Society today takes the view that children who misbehave are being deliberately naughty – that they plot and scheme to get what they want and make a conscious decision to behave in ways we dislike. But what if they behave undesirably, not deliberately, but because they cannot do anything else? most common discipline methods focus on encouraging children to do and be better, so that they are motivated by rewards if they behave ‘well’ and punishments if they misbehave. This would seem sensible, but it makes one huge mistake. It presumes that the child is not motivated to be ‘good’ and that they have the capability to change their behaviour. But maybe they already have the motivation? Maybe they already want to do better?

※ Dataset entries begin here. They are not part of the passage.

use std::sync::Arc;

use axum::{
    extract::{Path, State},
    Json,
};
use serde::{Deserialize, Serialize};
use utoipa::ToSchema;

use crate::core::error::Result;
use crate::core::extractor::AppQuery;
use crate::features::catalog::dtos::ProductResponseDto;
use crate::features::categories::dtos::{
    CategoryResponseDto, CategoryTreeDto, ResolvedCategoryDto,
};
use crate::features::categories::services::CategoryService;
use crate::shared::types::{ApiResponse, Meta, PaginationQuery};

/// Query params for listing categories
#[derive(Debug, Deserialize)]
pub struct ListCategoriesQuery {
    /// If true, return tree structure. Default: false (flat list)
    #[serde(default)]
    pub tree: bool,
}

/// Flat or nested category listing
#[derive(Debug, Serialize, ToSchema)]
#[serde(untagged)]
pub enum CategoryListing {
    Flat(Vec<CategoryResponseDto>),
    Tree(Vec<CategoryTreeDto>),
}

/// List visible categories
///
/// Returns categories as flat list or tree structure based on `tree` query param.
#[utoipa::path(
    get,
    path = "/api/categories",
    params(
        ("tree" = Option<bool>, Query, description = "Return tree structure if true")
    ),
    responses(
        (status = 200, description = "List of categories", body = ApiResponse<CategoryListing>),
    ),
    tag = "categories"
)]
pub async fn list_categories(
    State(service): State<Arc<CategoryService>>,
    AppQuery(query): AppQuery<ListCategoriesQuery>,
) -> Result<Json<ApiResponse<CategoryListing>>> {
    let listing = if query.tree {
        CategoryListing::Tree(service.list_tree().await?)
    } else {
        CategoryListing::Flat(service.list().await?)
    };
    Ok(Json(ApiResponse::success(Some(listing), None, None)))
}

/// Resolve a category by alias, id or slug
#[utoipa::path(
    get,
    path = "/api/categories/{key}",
    params(
        ("key" = String, Path, description = "Alias (e.g. kitchen), numeric id or slug")
    ),
    responses(
        (status = 200, description = "Category found", body = ApiResponse<ResolvedCategoryDto>),
        (status = 404, description = "Category not found or hidden")
    ),
    tag = "categories"
)]
pub async fn get_category(
    State(service): State<Arc<CategoryService>>,
    Path(key): Path<String>,
) -> Result<Json<ApiResponse<ResolvedCategoryDto>>> {
    let category = service.get(&key).await?;
    Ok(Json(ApiResponse::success(Some(category), None, None)))
}

/// List products of a category and its visible descendants (paginated)
#[utoipa::path(
    get,
    path = "/api/categories/{key}/products",
    params(
        ("key" = String, Path, description = "Alias (e.g. kitchen), numeric id or slug"),
        PaginationQuery
    ),
    responses(
        (status = 200, description = "Active products", body = ApiResponse<Vec<ProductResponseDto>>),
        (status = 404, description = "Category not found or hidden")
    ),
    tag = "categories"
)]
pub async fn list_category_products(
    State(service): State<Arc<CategoryService>>,
    Path(key): Path<String>,
    AppQuery(params): AppQuery<PaginationQuery>,
) -> Result<Json<ApiResponse<Vec<ProductResponseDto>>>> {
    let (items, total) = service.products(&key, &params).await?;

    Ok(Json(ApiResponse::success(
        Some(items),
        None,
        Some(Meta { total }),
    )))
}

And perhaps their brains – their capabilities – are holding them back? Are they behaving in a certain way simply because they cannot behave in any other? Mainstream discipline methods can achieve absolutely nothing here, except make the child feel worse.

When a baby is born they have 200 billion neurons and their brain is around 30 per cent of the size of an adult’s. Each day it grows by around one and a half grams and by the age of two it will have reached 75 per cent of its full size. During the first three years of life, around seven hundred new neural connections, or synapses, are made in the brain every single second. These connections serve as the ‘wiring’ for the brain. By the time a child is three years old they have formed over one thousand trillion synapses. These connections – formed through a combination of genetics and life experience – are of great significance to the future brain architecture and have a significant impact in adulthood. As such, the environment a child lives in, including their relationships with their main carers, can have as much influence on their brain development as genetics.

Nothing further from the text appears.